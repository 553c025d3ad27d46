//! Bounded FIFO for frames captured before the stream is open

use std::collections::VecDeque;

use crate::voice::EncodedChunk;

/// Outbound chunks waiting for the transport to open
///
/// When full, the oldest chunk is dropped to make room.
#[derive(Debug)]
pub struct OutboundQueue {
    chunks: VecDeque<EncodedChunk>,
    capacity: usize,
    dropped: u64,
}

impl OutboundQueue {
    /// Create a queue holding at most `capacity` chunks
    #[must_use]
    pub fn new(capacity: usize) -> Self {
        let capacity = capacity.max(1);
        Self {
            chunks: VecDeque::with_capacity(capacity),
            capacity,
            dropped: 0,
        }
    }

    /// Append a chunk, evicting the oldest if at capacity
    pub fn push(&mut self, chunk: EncodedChunk) {
        if self.chunks.len() == self.capacity {
            self.chunks.pop_front();
            self.dropped += 1;
            tracing::warn!(
                capacity = self.capacity,
                dropped = self.dropped,
                "outbound buffer full before stream opened, dropping oldest frame"
            );
        }
        self.chunks.push_back(chunk);
    }

    /// Remove and return every queued chunk, oldest first
    pub fn drain(&mut self) -> Vec<EncodedChunk> {
        self.chunks.drain(..).collect()
    }

    /// Number of queued chunks
    #[must_use]
    pub fn len(&self) -> usize {
        self.chunks.len()
    }

    /// Whether the queue is empty
    #[must_use]
    pub fn is_empty(&self) -> bool {
        self.chunks.is_empty()
    }

    /// Total chunks evicted since creation
    #[must_use]
    pub const fn dropped(&self) -> u64 {
        self.dropped
    }
}

#[cfg(test)]
mod tests {
    use super::*;

    fn chunk(tag: &str) -> EncodedChunk {
        EncodedChunk {
            data: tag.to_string(),
            mime_type: "audio/pcm;rate=16000".to_string(),
        }
    }

    #[test]
    fn test_drains_in_fifo_order() {
        let mut queue = OutboundQueue::new(4);
        queue.push(chunk("a"));
        queue.push(chunk("b"));
        queue.push(chunk("c"));

        let drained: Vec<String> = queue.drain().into_iter().map(|c| c.data).collect();
        assert_eq!(drained, ["a", "b", "c"]);
        assert!(queue.is_empty());
    }

    #[test]
    fn test_drops_oldest_when_full() {
        let mut queue = OutboundQueue::new(2);
        queue.push(chunk("a"));
        queue.push(chunk("b"));
        queue.push(chunk("c"));

        assert_eq!(queue.len(), 2);
        assert_eq!(queue.dropped(), 1);
        let drained: Vec<String> = queue.drain().into_iter().map(|c| c.data).collect();
        assert_eq!(drained, ["b", "c"]);
    }
}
————————
ASSIGNMENT —
Please go through the data above and copy every line that has the word "before".

WORKED SOLUTION —
//! Bounded FIFO for frames captured before the stream is open
                "outbound buffer full before stream opened, dropping oldest frame"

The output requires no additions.